= REQUIRED ACTION =
Scan the data below and pick out the lines containing the word "percentage".

= RECORDS SUPPLIED =
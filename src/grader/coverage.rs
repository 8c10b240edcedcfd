//! Coverage report parsing.

use std::sync::OnceLock;

use regex::Regex;

/// Extracts the total percentage from a `coverage report` table.
///
/// Looks for a `TOTAL` row whose last field is a percentage, integer or
/// decimal. Returns `None` when no such row exists.
pub fn parse_coverage(report: &str) -> Option<f64> {
    static TOTAL: OnceLock<Regex> = OnceLock::new();
    let re = TOTAL.get_or_init(|| {
        Regex::new(r"(?m)^TOTAL\s.*?(\d+(?:\.\d+)?)%\s*$").expect("Invalid regex for coverage total")
    });
    re.captures(report)
        .and_then(|caps| caps.get(1))
        .and_then(|m| m.as_str().parse().ok())
}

= TASK RESULT =
/// Extracts the total percentage from a `coverage report` table.
/// Looks for a `TOTAL` row whose last field is a percentage, integer or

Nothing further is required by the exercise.